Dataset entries
——————————

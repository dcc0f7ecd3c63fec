//! Per-category sub-scorers.
//!
//! A sub-score is the weight sum of the triggered indicators of one
//! category, saturated at 100. The phishing and spam scorers run over the
//! same feature snapshot and never look at each other's results; that
//! independence is what lets the aggregator blend them linearly.

use crate::catalogue::{Catalogue, IndicatorCategory, Severity};
use crate::config::SeverityWeights;
use crate::features::ExtractedFeatures;
use serde::{Deserialize, Serialize};
use std::sync::Arc;

pub const MAX_SCORE: u8 = 100;

/// One triggered indicator, as reported in a classification result.
#[derive(Debug, Clone, PartialEq, Serialize, Deserialize)]
pub struct TriggeredIndicator {
    pub id: String,
    pub category: IndicatorCategory,
    pub severity: Severity,
    pub weight: u32,
    pub description: String,
}

/// The scoring seam. The rule scorer is the only implementation today; a
/// statistical model slots in behind the same features-to-score contract.
pub trait ScoreSource {
    fn name(&self) -> &'static str;
    fn score(&self, features: &ExtractedFeatures) -> (u8, Vec<TriggeredIndicator>);
}

pub struct RuleScorer {
    category: IndicatorCategory,
    catalogue: Arc<Catalogue>,
    weights: SeverityWeights,
}

impl RuleScorer {
    pub fn new(
        category: IndicatorCategory,
        catalogue: Arc<Catalogue>,
        weights: SeverityWeights,
    ) -> Self {
        RuleScorer {
            category,
            catalogue,
            weights,
        }
    }
}

impl ScoreSource for RuleScorer {
    fn name(&self) -> &'static str {
        match self.category {
            IndicatorCategory::Phishing => "phishing-rules",
            IndicatorCategory::Spam => "spam-rules",
        }
    }

    fn score(&self, features: &ExtractedFeatures) -> (u8, Vec<TriggeredIndicator>) {
        let mut total: u32 = 0;
        let mut triggered = Vec::new();

        for indicator in self.catalogue.of_category(self.category) {
            if !indicator.triggers(features) {
                continue;
            }
            let weight = indicator.severity.weight(&self.weights);
            log::debug!(
                "{}: indicator '{}' fired, weight {}",
                self.name(),
                indicator.id,
                weight
            );
            total += weight;
            triggered.push(TriggeredIndicator {
                id: indicator.id.to_string(),
                category: indicator.category,
                severity: indicator.severity,
                weight,
                description: indicator.description(features),
            });
        }

        (total.min(MAX_SCORE as u32) as u8, triggered)
    }
}

#[cfg(test)]
mod tests {
    use super::*;
    use crate::features::UrlFlags;

    fn scorer(category: IndicatorCategory) -> RuleScorer {
        RuleScorer::new(
            category,
            Arc::new(Catalogue::standard()),
            SeverityWeights::default(),
        )
    }

    fn neutral_features() -> ExtractedFeatures {
        let mut features = ExtractedFeatures::default();
        features.sender.valid_address_syntax = true;
        features
    }

    #[test]
    fn test_neutral_features_score_zero() {
        let features = neutral_features();
        let (phishing, triggered) = scorer(IndicatorCategory::Phishing).score(&features);
        assert_eq!(phishing, 0);
        assert!(triggered.is_empty());
        let (spam, triggered) = scorer(IndicatorCategory::Spam).score(&features);
        assert_eq!(spam, 0);
        assert!(triggered.is_empty());
    }

    #[test]
    fn test_weights_sum_per_category() {
        let mut features = neutral_features();
        features.content.money_hits = 3; // medium, 15
        features.content.exclamation_count = 5; // low, 10
        let (spam, triggered) = scorer(IndicatorCategory::Spam).score(&features);
        assert_eq!(spam, 25);
        assert_eq!(triggered.len(), 2);
    }

    #[test]
    fn test_categories_do_not_leak_into_each_other() {
        let mut features = neutral_features();
        features.content.credential_hits = 2; // phishing side only
        let (spam, triggered) = scorer(IndicatorCategory::Spam).score(&features);
        assert_eq!(spam, 0);
        assert!(triggered.is_empty());
    }

    #[test]
    fn test_score_saturates_at_100() {
        let mut features = neutral_features();
        // Five high-severity phishing indicators: 5 * 25 = 125 raw.
        features.sender.display_name_spoof = true;
        features.sender.suspicious_tld = true;
        features.content.credential_hits = 4;
        features.urls.url_count = 2;
        features.urls.flags.push(UrlFlags {
            raw_ip_host: true,
            ..Default::default()
        });
        features.urls.flags.push(UrlFlags {
            domain_mismatch: true,
            lookalike: true,
            ..Default::default()
        });
        let (phishing, triggered) = scorer(IndicatorCategory::Phishing).score(&features);
        assert_eq!(phishing, 100);
        assert!(triggered.iter().map(|t| t.weight).sum::<u32>() > 100);
    }

    #[test]
    fn test_repeat_scoring_yields_equal_records() {
        let mut features = neutral_features();
        features.content.money_hits = 3;
        features.content.exclamation_count = 3;
        let scorer = scorer(IndicatorCategory::Spam);
        let (first_score, first) = scorer.score(&features);
        let (second_score, second) = scorer.score(&features);
        assert_eq!(first_score, second_score);
        assert_eq!(first, second);
    }

    #[test]
    fn test_triggered_records_carry_weight_and_description() {
        let mut features = neutral_features();
        features.content.money_hits = 4;
        let (_, triggered) = scorer(IndicatorCategory::Spam).score(&features);
        let money = triggered.iter().find(|t| t.id == "money-language").unwrap();
        assert_eq!(money.weight, 15);
        assert_eq!(money.severity, Severity::Medium);
        assert!(money.description.contains("4 hits"));
    }
}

——————————

• EXERCISE OBJECTIVE
Each record above must be given again exactly.

• WRITTEN ANSWER
repository dcc0f7ecd3c63fec
//! Per-category sub-scorers.
//!
//! A sub-score is the weight sum of the triggered indicators of one
//! category, saturated at 100. The phishing and spam scorers run over the
//! same feature snapshot and never look at each other's results; that
//! independence is what lets the aggregator blend them linearly.

use crate::catalogue::{Catalogue, IndicatorCategory, Severity};
use crate::config::SeverityWeights;
use crate::features::ExtractedFeatures;
use serde::{Deserialize, Serialize};
use std::sync::Arc;

pub const MAX_SCORE: u8 = 100;

/// One triggered indicator, as reported in a classification result.
#[derive(Debug, Clone, PartialEq, Serialize, Deserialize)]
pub struct TriggeredIndicator {
    pub id: String,
    pub category: IndicatorCategory,
    pub severity: Severity,
    pub weight: u32,
    pub description: String,
}

/// The scoring seam. The rule scorer is the only implementation today; a
/// statistical model slots in behind the same features-to-score contract.
pub trait ScoreSource {
    fn name(&self) -> &'static str;
    fn score(&self, features: &ExtractedFeatures) -> (u8, Vec<TriggeredIndicator>);
}

pub struct RuleScorer {
    category: IndicatorCategory,
    catalogue: Arc<Catalogue>,
    weights: SeverityWeights,
}

impl RuleScorer {
    pub fn new(
        category: IndicatorCategory,
        catalogue: Arc<Catalogue>,
        weights: SeverityWeights,
    ) -> Self {
        RuleScorer {
            category,
            catalogue,
            weights,
        }
    }
}

impl ScoreSource for RuleScorer {
    fn name(&self) -> &'static str {
        match self.category {
            IndicatorCategory::Phishing => "phishing-rules",
            IndicatorCategory::Spam => "spam-rules",
        }
    }

    fn score(&self, features: &ExtractedFeatures) -> (u8, Vec<TriggeredIndicator>) {
        let mut total: u32 = 0;
        let mut triggered = Vec::new();

        for indicator in self.catalogue.of_category(self.category) {
            if !indicator.triggers(features) {
                continue;
            }
            let weight = indicator.severity.weight(&self.weights);
            log::debug!(
                "{}: indicator '{}' fired, weight {}",
                self.name(),
                indicator.id,
                weight
            );
            total += weight;
            triggered.push(TriggeredIndicator {
                id: indicator.id.to_string(),
                category: indicator.category,
                severity: indicator.severity,
                weight,
                description: indicator.description(features),
            });
        }

        (total.min(MAX_SCORE as u32) as u8, triggered)
    }
}

#[cfg(test)]
mod tests {
    use super::*;
    use crate::features::UrlFlags;

    fn scorer(category: IndicatorCategory) -> RuleScorer {
        RuleScorer::new(
            category,
            Arc::new(Catalogue::standard()),
            SeverityWeights::default(),
        )
    }

    fn neutral_features() -> ExtractedFeatures {
        let mut features = ExtractedFeatures::default();
        features.sender.valid_address_syntax = true;
        features
    }

    #[test]
    fn test_neutral_features_score_zero() {
        let features = neutral_features();
        let (phishing, triggered) = scorer(IndicatorCategory::Phishing).score(&features);
        assert_eq!(phishing, 0);
        assert!(triggered.is_empty());
        let (spam, triggered) = scorer(IndicatorCategory::Spam).score(&features);
        assert_eq!(spam, 0);
        assert!(triggered.is_empty());
    }

    #[test]
    fn test_weights_sum_per_category() {
        let mut features = neutral_features();
        features.content.money_hits = 3; // medium, 15
        features.content.exclamation_count = 5; // low, 10
        let (spam, triggered) = scorer(IndicatorCategory::Spam).score(&features);
        assert_eq!(spam, 25);
        assert_eq!(triggered.len(), 2);
    }

    #[test]
    fn test_categories_do_not_leak_into_each_other() {
        let mut features = neutral_features();
        features.content.credential_hits = 2; // phishing side only
        let (spam, triggered) = scorer(IndicatorCategory::Spam).score(&features);
        assert_eq!(spam, 0);
        assert!(triggered.is_empty());
    }

    #[test]
    fn test_score_saturates_at_100() {
        let mut features = neutral_features();
        // Five high-severity phishing indicators: 5 * 25 = 125 raw.
        features.sender.display_name_spoof = true;
        features.sender.suspicious_tld = true;
        features.content.credential_hits = 4;
        features.urls.url_count = 2;
        features.urls.flags.push(UrlFlags {
            raw_ip_host: true,
            ..Default::default()
        });
        features.urls.flags.push(UrlFlags {
            domain_mismatch: true,
            lookalike: true,
            ..Default::default()
        });
        let (phishing, triggered) = scorer(IndicatorCategory::Phishing).score(&features);
        assert_eq!(phishing, 100);
        assert!(triggered.iter().map(|t| t.weight).sum::<u32>() > 100);
    }

    #[test]
    fn test_repeat_scoring_yields_equal_records() {
        let mut features = neutral_features();
        features.content.money_hits = 3;
        features.content.exclamation_count = 3;
        let scorer = scorer(IndicatorCategory::Spam);
        let (first_score, first) = scorer.score(&features);
        let (second_score, second) = scorer.score(&features);
        assert_eq!(first_score, second_score);
        assert_eq!(first, second);
    }

    #[test]
    fn test_triggered_records_carry_weight_and_description() {
        let mut features = neutral_features();
        features.content.money_hits = 4;
        let (_, triggered) = scorer(IndicatorCategory::Spam).score(&features);
        let money = triggered.iter().find(|t| t.id == "money-language").unwrap();
        assert_eq!(money.weight, 15);
        assert_eq!(money.severity, Severity::Medium);
        assert!(money.description.contains("4 hits"));
    }
}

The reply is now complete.